Re: One question
why did the FAA resist grounding the plane after the second fatal crash
Because the FAA was taking their "cue" from Boeing. Boeing instructed recommended to the FAA that the MAX was still safe to fly (after the 2nd crash), however, all-bets-are-off and the-fat-lady-has-sung when China immediate suspended all MAX operation from it's airspace and Japan followed a few hours later.
FAA had a tough choice to make: Cut your loses or be the world's laughing stock
Let's put it in a different perspective: IF the FAA didn't ground the MAX, the only place where the MAX would still be flying would be in America.
And in Rockhound's famous quote: You know we're sitting on four million pounds of fuel, one nuclear weapon and a thing that has 270,000 moving parts built by the lowest bidder. Makes you feel good, doesn't it?

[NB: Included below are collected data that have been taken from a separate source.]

/// Necessity lost by binding `var` to `inst` under `rho`/`sigma`: the sum of
/// necessities of preconditions that can no longer be satisfied, plus the
/// necessities of any constants the binding overrides.
#[allow(clippy::too_many_arguments)]
fn necessity_loss(
    rule: &Rule,
    state: &State,
    rho: &Substitution,
    sigma: &Substitution,
    var: &Term,
    inst: &Term,
    instances_left: &BTreeSet<Term>,
) -> f64 {
    let mut temp_sigma = sigma.clone();
    temp_sigma.set(var, inst);

    let mut loss = 0.0;
    for (precond, nec) in &rule.preconds_necessities {
        let subbed = temp_sigma.apply(&rho.apply(precond));

        if subbed.grounded() {
            if !state.contains(&subbed) {
                loss += nec;
            }
            continue;
        }

        // A non-grounded precondition is only lost when no queried fact can
        // still be reached with the instances that remain available.
        let reachable = state.query(&subbed).iter().any(|fact| {
            subbed
                .parameters
                .iter()
                .zip(fact.parameters.iter())
                .all(|(p, f)| !p.is_var() || instances_left.contains(f))
        });
        if !reachable {
            loss += nec;
        }
    }

    let original = rho.get_inverse(var);
    if let Some(orig) = original {
        if !orig.is_var() && orig != inst {
            loss += rule.consts_necessities.get(orig).copied().unwrap_or(0.0);
        }
    }
    if original.map(|o| o != inst).unwrap_or(true) {
        if let Some(nec) = rule.consts_necessities.get(inst) {
            loss += nec;
        }
    }

    loss
}

/// Sample substitutions binding the rule to a grounded action at a state.
///
/// The action-literal binding is forced; effect constants are ρ-generalised
/// so they can rebind; the remaining variables are ranked by necessity
/// impact and instantiated one by one, weighting instances by how little
/// necessity their choice sacrifices. When the full space is smaller than
/// `max_random_subs` it is enumerated exhaustively instead.
#[allow(clippy::too_many_arguments)]
pub fn generate_random_subs<R: Rng>(
    rule: &Rule,
    state: &State,
    action: &Literal,
    instances: &[Term],
    mut rho: Substitution,
    mut sigma: Substitution,
    max_random_subs: usize,
    subs: &mut BTreeSet<Substitution>,
    rng: &mut R,
) {
    let mut gen_vars: BTreeSet<Term> = BTreeSet::new();
    let mut vars_to_map: BTreeSet<Term> = BTreeSet::new();
    let mut remain_constants: BTreeSet<Term> = BTreeSet::new();

    // Action-literal positions pin down part of the substitution.
    let pre_subbed = sigma.apply(&rho.apply(&rule.action_literal));
    for (i, (t1, t2)) in pre_subbed
        .parameters
        .iter()
        .zip(action.parameters.iter())
        .enumerate()
    {
        if t1 == t2 {
            if *t1 == rule.action_literal.parameters[i] {
                remain_constants.insert(t1.clone());
            }
            continue;
        }
        if sigma.get_inverse(t2).is_some() {
            return;
        }
        if t1.is_var() {
            sigma.set(t1, t2);
        } else {
            let var = rule.make_new_var(&mut gen_vars, t1);
            rho.set(t1, &var);
            sigma.set(&var, t2);
        }
    }

    // Effect parameters must be mapped; effect constants are generalised so
    // the sample can contemplate rebinding them.
    for eff in rule.add.iter().chain(rule.del.iter()) {
        let gen_eff = rho.apply(eff);
        for param in &gen_eff.parameters {
            if sigma.apply_term(param).is_var() {
                vars_to_map.insert(param.clone());
            } else if !param.is_var() && !remain_constants.contains(param) {
                let var = rule.make_new_var(&mut gen_vars, param);
                rho.set(param, &var);
                vars_to_map.insert(var);
            }
        }
    }

    // Remaining rule parameters: variables join the map set; constants that
    // appear in neither action literal nor effects stay constant.
    for param in &rule.parameters {
        let gen = rho.apply_term(param);
        if sigma.apply_term(&gen) != gen || remain_constants.contains(&gen) {
            continue;
        }
        if gen.is_var() {
            vars_to_map.insert(gen);
        }
    }

    for removed in &rule.removed_preconditions {
        for param in &removed.parameters {
            let gen = rho.apply_term(param);
            if sigma.apply_term(&gen) != gen || remain_constants.contains(&gen) {
                continue;
            }
            if gen.is_var() {
                vars_to_map.insert(gen);
            }
        }
    }

    let available: BTreeSet<Term> = instances
        .iter()
        .filter(|inst| !remain_constants.contains(inst) && sigma.get_inverse(inst).is_none())
        .cloned()
        .collect();

    let mut max_subs: usize = 1;
    for i in 0..vars_to_map.len() {
        max_subs = max_subs.saturating_mul(available.len().saturating_sub(i));
    }

    if max_subs <= max_random_subs {
        for expanded in sigma.expand_uncovered(vars_to_map.iter(), available.iter(), true) {
            subs.insert(rho.merge(&expanded));
        }
        return;
    }

    // Rank variables by decreasing necessity impact.
    let mut sorted_vars: Vec<(f64, Term)> = vars_to_map
        .iter()
        .map(|var| {
            let mut impact: f64 = rule
                .preconds_necessities
                .iter()
                .filter(|(prec, _)| rho.apply(prec).parameters.contains(var))
                .map(|(_, nec)| nec)
                .sum();
            if let Some(original) = rho.get_inverse(var) {
                if !original.is_var() {
                    impact += rule.consts_necessities.get(original).copied().unwrap_or(0.0);
                }
            }
            (-impact, var.clone())
        })
        .collect();
    sorted_vars.sort_by(|a, b| a.partial_cmp(b).unwrap_or(std::cmp::Ordering::Equal));

    for _ in subs.len()..max_random_subs {
        let mut random_sigma = sigma.clone();
        let mut instances_left = available.clone();

        for (_, var) in &sorted_vars {
            if instances_left.is_empty() {
                break;
            }

            let candidates: Vec<Term> = instances_left.iter().cloned().collect();
            let losses: Vec<f64> = candidates
                .iter()
                .map(|inst| {
                    necessity_loss(rule, state, &rho, &random_sigma, var, inst, &instances_left)
                })
                .collect();

            let max_loss = losses.iter().cloned().fold(0.0, f64::max) * 2.0;
            let loss_sum = max_loss * losses.len() as f64 - losses.iter().sum::<f64>();

            let selected = if loss_sum > 0.0 {
                let weights: Vec<f64> =
                    losses.iter().map(|loss| (max_loss - loss) / loss_sum).collect();
                select_weighted(&candidates, &weights, rng).clone()
            } else {
                candidates[rng.gen_range(0..candidates.len())].clone()
            };

            random_sigma.set(var, &selected);
            instances_left.remove(&selected);
        }

        subs.insert(rho.merge(&random_sigma));
    }
}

And if that doesn't give anyone a "warm fuzzy feeling", how about this: KC-46 delivery to Seymour Johnson delayed after debris found in fuel tank
My point is this: Boeing can't even do a simple quality control on a FUEL TANK of a single airframe. What are the chances they've "fully tested" the software?
My confidence level on the MAX will improve if the entire Boeing Board, President and VPs, including the upper echelon of the FAA are on a test flight of a MAX flying from the east coast to the west coast and back -- y'know, just to be sure.